**Data to use:**
//! Dependency-aware, bounded, fault-isolated tool execution.
//!
//! The orchestrator turns recommendations into an [`ExecutionPlan`] of
//! dependency layers and runs it:
//!
//! 1. Layers run in order; tools within a layer run concurrently, bounded
//!    by a semaphore of `max_concurrent_operations` permits. Each layer is
//!    a `join_all` barrier.
//! 2. Every invocation runs inside a [`ResourceMonitor`] execution with the
//!    tool's hard timeout. Panics are caught and recorded as `FAILED`.
//! 3. A `FAILED` tool with a declared fallback gets exactly one fallback
//!    attempt. Timeouts are never retried.
//! 4. Tools whose prerequisites did not succeed, and tools whose circuit is
//!    open, are `CANCELLED` without being invoked.
//! 5. When the monitor refuses an execution (in-flight limit), the rest of
//!    the request is cancelled and the report is marked degraded. Siblings
//!    in the same layer that have not been admitted yet are cancelled too.
//!
//! Per-tool state machine: `PENDING -> RUNNING -> {SUCCESS | FAILED |
//! TIMEOUT | CANCELLED}`, or `PENDING -> CANCELLED` for skipped tools.
//! Results come back in plan order regardless of completion order, and
//! every real attempt is fed back into the performance history.

use std::any::Any;
use std::collections::{HashMap, HashSet};
use std::panic::AssertUnwindSafe;
use std::sync::Arc;
use std::sync::atomic::{AtomicBool, Ordering};
use std::time::Duration;

use futures::FutureExt;
use futures::future::join_all;
use serde::Serialize;
use serde_json::Value;
use tokio::sync::Semaphore;
use tokio::time::Instant;
use tracing::{debug, info, trace, warn};

use super::core::{Tool, ToolInput, ToolRegistry, ToolResult, ToolStatus};
use super::dag::{self, PlanNode};
use super::history::{PerformanceHistory, UsageSink};
use super::selector::{ToolRecommendation, ToolSelector};
use crate::config::OrchestratorConfig;
use crate::context::ContextEntry;
use crate::error::{ResourceExhausted, SelectionError, ToolExecutionError};
use crate::events::{DispatchEvent, EventHandler, NoopHandler};
use crate::monitor::{ExecutionOutcome, ResourceMonitor};

/// Which tools to run and in what order.
#[derive(Debug, Clone, Default, Serialize)]
pub struct ExecutionPlan {
    /// Recommendations that passed selection, best first.
    pub recommendations: Vec<ToolRecommendation>,
    /// Unrecommended prerequisites added so dependents can run.
    pub prerequisites: Vec<String>,
    /// Dependency layers; each runs after the previous one completes.
    pub layers: Vec<Vec<String>>,
    /// Whether a dependency cycle forced sequential execution.
    pub sequential_fallback: bool,
}

impl ExecutionPlan {
    /// Tool names in plan order: recommendations, then pulled-in prerequisites.
    pub fn tool_names(&self) -> Vec<String> {
        self.recommendations
            .iter()
            .map(|r| r.tool.clone())
            .chain(self.prerequisites.iter().cloned())
            .collect()
    }

    pub fn is_empty(&self) -> bool {
        self.layers.is_empty()
    }
}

**Problem requirements:**
Word for word, transcribe all of the entries shown above.

**Result:**
//! Dependency-aware, bounded, fault-isolated tool execution.
//!
//! The orchestrator turns recommendations into an [`ExecutionPlan`] of
//! dependency layers and runs it:
//!
//! 1. Layers run in order; tools within a layer run concurrently, bounded
//!    by a semaphore of `max_concurrent_operations` permits. Each layer is
//!    a `join_all` barrier.
//! 2. Every invocation runs inside a [`ResourceMonitor`] execution with the
//!    tool's hard timeout. Panics are caught and recorded as `FAILED`.
//! 3. A `FAILED` tool with a declared fallback gets exactly one fallback
//!    attempt. Timeouts are never retried.
//! 4. Tools whose prerequisites did not succeed, and tools whose circuit is
//!    open, are `CANCELLED` without being invoked.
//! 5. When the monitor refuses an execution (in-flight limit), the rest of
//!    the request is cancelled and the report is marked degraded. Siblings
//!    in the same layer that have not been admitted yet are cancelled too.
//!
//! Per-tool state machine: `PENDING -> RUNNING -> {SUCCESS | FAILED |
//! TIMEOUT | CANCELLED}`, or `PENDING -> CANCELLED` for skipped tools.
//! Results come back in plan order regardless of completion order, and
//! every real attempt is fed back into the performance history.

use std::any::Any;
use std::collections::{HashMap, HashSet};
use std::panic::AssertUnwindSafe;
use std::sync::Arc;
use std::sync::atomic::{AtomicBool, Ordering};
use std::time::Duration;

use futures::FutureExt;
use futures::future::join_all;
use serde::Serialize;
use serde_json::Value;
use tokio::sync::Semaphore;
use tokio::time::Instant;
use tracing::{debug, info, trace, warn};

use super::core::{Tool, ToolInput, ToolRegistry, ToolResult, ToolStatus};
use super::dag::{self, PlanNode};
use super::history::{PerformanceHistory, UsageSink};
use super::selector::{ToolRecommendation, ToolSelector};
use crate::config::OrchestratorConfig;
use crate::context::ContextEntry;
use crate::error::{ResourceExhausted, SelectionError, ToolExecutionError};
use crate::events::{DispatchEvent, EventHandler, NoopHandler};
use crate::monitor::{ExecutionOutcome, ResourceMonitor};

/// Which tools to run and in what order.
#[derive(Debug, Clone, Default, Serialize)]
pub struct ExecutionPlan {
    /// Recommendations that passed selection, best first.
    pub recommendations: Vec<ToolRecommendation>,
    /// Unrecommended prerequisites added so dependents can run.
    pub prerequisites: Vec<String>,
    /// Dependency layers; each runs after the previous one completes.
    pub layers: Vec<Vec<String>>,
    /// Whether a dependency cycle forced sequential execution.
    pub sequential_fallback: bool,
}

impl ExecutionPlan {
    /// Tool names in plan order: recommendations, then pulled-in prerequisites.
    pub fn tool_names(&self) -> Vec<String> {
        self.recommendations
            .iter()
            .map(|r| r.tool.clone())
            .chain(self.prerequisites.iter().cloned())
            .collect()
    }

    pub fn is_empty(&self) -> bool {
        self.layers.is_empty()
    }
}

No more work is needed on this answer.